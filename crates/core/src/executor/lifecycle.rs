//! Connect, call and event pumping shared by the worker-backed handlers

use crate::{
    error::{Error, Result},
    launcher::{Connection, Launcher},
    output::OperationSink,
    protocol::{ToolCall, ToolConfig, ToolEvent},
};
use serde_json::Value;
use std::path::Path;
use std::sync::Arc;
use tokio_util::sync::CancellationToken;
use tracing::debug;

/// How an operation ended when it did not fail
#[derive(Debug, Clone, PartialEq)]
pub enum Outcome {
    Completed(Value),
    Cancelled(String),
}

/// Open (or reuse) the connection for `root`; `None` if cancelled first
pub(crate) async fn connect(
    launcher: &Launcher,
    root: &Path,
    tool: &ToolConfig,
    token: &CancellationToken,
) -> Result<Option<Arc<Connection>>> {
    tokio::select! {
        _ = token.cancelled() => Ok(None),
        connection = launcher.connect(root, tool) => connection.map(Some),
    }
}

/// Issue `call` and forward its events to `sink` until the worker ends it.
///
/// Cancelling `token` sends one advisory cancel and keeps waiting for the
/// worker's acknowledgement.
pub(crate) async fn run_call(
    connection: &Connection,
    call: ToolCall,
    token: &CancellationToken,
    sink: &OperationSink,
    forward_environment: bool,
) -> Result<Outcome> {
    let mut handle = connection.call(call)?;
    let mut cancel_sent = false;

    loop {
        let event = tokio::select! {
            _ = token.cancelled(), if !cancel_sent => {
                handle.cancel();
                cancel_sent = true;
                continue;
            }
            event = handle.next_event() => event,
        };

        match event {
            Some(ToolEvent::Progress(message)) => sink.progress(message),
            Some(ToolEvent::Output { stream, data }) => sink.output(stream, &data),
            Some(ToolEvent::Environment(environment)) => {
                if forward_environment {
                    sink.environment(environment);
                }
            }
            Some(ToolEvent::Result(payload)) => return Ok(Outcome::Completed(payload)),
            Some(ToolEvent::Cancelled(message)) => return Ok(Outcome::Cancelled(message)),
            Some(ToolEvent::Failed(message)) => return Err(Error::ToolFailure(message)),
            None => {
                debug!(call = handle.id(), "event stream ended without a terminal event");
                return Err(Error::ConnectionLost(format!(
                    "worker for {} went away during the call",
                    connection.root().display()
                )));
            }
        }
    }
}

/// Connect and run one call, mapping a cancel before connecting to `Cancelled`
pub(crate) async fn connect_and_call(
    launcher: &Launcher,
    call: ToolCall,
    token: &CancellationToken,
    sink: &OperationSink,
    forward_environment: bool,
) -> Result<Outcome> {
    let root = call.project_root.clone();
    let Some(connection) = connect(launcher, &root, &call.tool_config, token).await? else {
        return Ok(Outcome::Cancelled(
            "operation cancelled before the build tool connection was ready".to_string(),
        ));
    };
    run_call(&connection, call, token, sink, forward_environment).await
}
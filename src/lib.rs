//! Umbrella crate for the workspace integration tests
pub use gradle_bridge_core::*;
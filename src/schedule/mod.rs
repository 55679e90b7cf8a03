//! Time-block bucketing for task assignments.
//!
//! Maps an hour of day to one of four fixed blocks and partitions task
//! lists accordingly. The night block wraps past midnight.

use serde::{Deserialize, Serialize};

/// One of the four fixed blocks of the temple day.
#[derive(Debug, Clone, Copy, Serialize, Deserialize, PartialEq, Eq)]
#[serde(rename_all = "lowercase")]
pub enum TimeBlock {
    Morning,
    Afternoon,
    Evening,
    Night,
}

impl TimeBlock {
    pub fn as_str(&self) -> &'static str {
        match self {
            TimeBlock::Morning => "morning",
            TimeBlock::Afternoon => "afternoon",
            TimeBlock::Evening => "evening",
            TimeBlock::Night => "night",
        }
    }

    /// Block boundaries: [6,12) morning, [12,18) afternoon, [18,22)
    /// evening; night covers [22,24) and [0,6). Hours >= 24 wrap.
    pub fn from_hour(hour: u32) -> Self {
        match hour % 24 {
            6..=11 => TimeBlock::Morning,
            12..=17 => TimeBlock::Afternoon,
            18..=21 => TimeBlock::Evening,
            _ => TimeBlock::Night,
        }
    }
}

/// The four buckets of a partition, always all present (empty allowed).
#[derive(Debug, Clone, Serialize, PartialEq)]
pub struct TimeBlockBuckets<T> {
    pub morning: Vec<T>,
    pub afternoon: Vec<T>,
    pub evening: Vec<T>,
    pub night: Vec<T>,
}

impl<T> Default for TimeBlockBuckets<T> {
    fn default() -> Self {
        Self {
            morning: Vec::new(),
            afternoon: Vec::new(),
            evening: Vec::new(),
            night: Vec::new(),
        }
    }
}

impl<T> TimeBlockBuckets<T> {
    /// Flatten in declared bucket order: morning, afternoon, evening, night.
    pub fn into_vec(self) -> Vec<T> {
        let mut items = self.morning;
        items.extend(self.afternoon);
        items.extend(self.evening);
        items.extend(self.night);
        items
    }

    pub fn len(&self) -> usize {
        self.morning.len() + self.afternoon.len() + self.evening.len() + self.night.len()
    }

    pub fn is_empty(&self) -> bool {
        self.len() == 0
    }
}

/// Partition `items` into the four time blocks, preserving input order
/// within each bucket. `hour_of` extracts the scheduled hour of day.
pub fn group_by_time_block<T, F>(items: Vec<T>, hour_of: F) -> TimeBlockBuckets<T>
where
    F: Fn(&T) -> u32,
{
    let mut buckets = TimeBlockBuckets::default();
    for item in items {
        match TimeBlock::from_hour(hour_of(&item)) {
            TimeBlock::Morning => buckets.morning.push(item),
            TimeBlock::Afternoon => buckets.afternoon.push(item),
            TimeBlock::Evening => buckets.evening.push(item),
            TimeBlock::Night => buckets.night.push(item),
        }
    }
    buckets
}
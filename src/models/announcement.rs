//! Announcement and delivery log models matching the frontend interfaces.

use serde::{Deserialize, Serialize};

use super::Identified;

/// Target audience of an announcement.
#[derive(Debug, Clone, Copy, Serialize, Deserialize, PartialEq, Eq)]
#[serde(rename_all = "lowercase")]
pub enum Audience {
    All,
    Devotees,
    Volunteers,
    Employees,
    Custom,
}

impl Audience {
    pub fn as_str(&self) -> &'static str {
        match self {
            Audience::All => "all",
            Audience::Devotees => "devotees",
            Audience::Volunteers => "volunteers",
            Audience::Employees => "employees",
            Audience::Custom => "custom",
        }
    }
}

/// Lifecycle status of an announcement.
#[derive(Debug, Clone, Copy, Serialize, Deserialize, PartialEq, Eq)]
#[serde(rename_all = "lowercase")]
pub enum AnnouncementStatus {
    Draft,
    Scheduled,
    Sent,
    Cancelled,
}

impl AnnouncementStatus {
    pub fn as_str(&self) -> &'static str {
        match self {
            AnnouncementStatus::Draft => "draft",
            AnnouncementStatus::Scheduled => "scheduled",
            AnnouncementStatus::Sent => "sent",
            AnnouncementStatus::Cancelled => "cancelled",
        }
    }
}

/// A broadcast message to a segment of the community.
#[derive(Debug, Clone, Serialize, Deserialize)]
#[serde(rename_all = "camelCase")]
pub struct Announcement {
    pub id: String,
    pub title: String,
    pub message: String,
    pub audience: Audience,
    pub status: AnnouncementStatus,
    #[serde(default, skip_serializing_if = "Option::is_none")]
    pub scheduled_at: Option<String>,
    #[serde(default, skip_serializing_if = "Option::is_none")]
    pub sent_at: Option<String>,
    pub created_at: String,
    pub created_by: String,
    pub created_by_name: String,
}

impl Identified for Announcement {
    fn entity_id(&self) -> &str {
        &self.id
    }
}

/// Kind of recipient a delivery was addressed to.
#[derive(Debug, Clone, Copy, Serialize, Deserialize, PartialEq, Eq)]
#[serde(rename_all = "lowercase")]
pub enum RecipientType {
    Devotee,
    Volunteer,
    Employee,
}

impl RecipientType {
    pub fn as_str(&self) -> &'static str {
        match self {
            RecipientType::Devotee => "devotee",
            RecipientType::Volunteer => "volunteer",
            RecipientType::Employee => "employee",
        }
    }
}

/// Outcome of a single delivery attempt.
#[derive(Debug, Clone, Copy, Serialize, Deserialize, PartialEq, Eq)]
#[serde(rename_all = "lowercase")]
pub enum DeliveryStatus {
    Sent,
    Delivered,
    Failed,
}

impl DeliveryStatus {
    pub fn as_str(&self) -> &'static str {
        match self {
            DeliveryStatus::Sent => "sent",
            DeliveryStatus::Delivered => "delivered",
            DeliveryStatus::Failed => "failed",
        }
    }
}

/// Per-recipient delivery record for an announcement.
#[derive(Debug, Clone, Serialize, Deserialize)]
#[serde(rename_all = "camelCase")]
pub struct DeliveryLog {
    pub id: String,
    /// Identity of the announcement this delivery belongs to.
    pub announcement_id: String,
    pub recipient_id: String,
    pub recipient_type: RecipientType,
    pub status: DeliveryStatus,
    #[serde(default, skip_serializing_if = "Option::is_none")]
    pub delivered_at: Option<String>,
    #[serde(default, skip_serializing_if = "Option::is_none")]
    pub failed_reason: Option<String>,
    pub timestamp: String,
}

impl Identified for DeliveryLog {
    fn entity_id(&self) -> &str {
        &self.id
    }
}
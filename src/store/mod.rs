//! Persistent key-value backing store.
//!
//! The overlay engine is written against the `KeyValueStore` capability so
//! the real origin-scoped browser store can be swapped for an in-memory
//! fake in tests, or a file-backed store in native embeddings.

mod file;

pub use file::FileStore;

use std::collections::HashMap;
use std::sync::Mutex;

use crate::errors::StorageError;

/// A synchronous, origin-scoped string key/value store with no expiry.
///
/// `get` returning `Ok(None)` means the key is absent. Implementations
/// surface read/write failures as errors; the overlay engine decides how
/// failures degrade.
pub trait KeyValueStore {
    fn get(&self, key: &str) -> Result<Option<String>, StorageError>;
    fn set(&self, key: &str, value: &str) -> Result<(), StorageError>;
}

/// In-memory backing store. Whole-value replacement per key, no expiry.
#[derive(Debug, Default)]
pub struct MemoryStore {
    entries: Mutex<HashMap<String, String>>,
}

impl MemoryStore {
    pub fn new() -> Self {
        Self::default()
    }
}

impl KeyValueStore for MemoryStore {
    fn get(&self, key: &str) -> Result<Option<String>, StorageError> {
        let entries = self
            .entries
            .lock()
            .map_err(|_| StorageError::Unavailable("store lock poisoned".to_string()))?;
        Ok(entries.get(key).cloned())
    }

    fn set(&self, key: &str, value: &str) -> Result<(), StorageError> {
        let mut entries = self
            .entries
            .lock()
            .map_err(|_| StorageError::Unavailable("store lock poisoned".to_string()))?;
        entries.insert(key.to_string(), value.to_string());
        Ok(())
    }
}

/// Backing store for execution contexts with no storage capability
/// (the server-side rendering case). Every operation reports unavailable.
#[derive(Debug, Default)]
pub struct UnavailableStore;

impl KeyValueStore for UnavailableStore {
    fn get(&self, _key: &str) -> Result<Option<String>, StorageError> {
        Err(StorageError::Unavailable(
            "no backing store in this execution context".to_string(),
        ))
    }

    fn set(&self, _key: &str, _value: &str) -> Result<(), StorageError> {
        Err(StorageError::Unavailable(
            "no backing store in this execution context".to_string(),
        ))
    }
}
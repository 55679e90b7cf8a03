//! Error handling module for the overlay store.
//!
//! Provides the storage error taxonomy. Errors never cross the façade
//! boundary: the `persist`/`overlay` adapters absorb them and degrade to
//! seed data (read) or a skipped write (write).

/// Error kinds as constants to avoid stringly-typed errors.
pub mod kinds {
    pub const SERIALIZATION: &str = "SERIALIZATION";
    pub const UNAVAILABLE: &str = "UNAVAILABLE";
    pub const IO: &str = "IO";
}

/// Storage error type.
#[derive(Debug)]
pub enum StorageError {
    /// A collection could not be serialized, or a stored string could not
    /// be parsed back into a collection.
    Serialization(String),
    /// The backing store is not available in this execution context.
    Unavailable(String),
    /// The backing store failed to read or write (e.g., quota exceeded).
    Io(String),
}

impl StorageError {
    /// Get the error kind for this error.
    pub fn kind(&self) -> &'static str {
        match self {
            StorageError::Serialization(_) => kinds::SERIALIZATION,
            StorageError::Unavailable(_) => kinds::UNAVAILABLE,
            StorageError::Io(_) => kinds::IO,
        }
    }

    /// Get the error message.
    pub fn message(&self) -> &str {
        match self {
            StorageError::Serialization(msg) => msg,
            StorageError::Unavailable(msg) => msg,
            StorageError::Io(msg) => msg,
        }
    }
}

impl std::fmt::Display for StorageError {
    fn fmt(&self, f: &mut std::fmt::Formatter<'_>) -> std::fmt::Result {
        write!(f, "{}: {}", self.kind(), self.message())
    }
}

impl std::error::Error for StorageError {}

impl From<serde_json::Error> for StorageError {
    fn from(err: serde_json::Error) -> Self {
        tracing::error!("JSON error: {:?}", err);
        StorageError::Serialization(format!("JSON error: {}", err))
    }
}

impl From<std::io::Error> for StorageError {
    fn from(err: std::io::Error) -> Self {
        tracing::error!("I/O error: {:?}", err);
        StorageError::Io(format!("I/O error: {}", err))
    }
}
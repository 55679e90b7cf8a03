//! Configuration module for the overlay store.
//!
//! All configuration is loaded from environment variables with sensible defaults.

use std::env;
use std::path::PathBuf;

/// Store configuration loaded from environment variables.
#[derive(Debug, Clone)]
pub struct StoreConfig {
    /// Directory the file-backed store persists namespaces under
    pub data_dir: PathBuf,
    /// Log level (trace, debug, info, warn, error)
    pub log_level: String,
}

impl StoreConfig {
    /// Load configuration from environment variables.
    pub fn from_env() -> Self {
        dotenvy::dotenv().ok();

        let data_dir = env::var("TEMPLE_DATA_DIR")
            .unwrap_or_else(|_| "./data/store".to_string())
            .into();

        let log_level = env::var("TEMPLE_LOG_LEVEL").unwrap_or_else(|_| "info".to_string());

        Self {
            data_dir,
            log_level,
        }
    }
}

The task | Go through the entries and report every line with the string "before".

Answer to the problem |
/// Connect and run one call, mapping a cancel before connecting to `Cancelled`
            "operation cancelled before the build tool connection was ready".to_string(),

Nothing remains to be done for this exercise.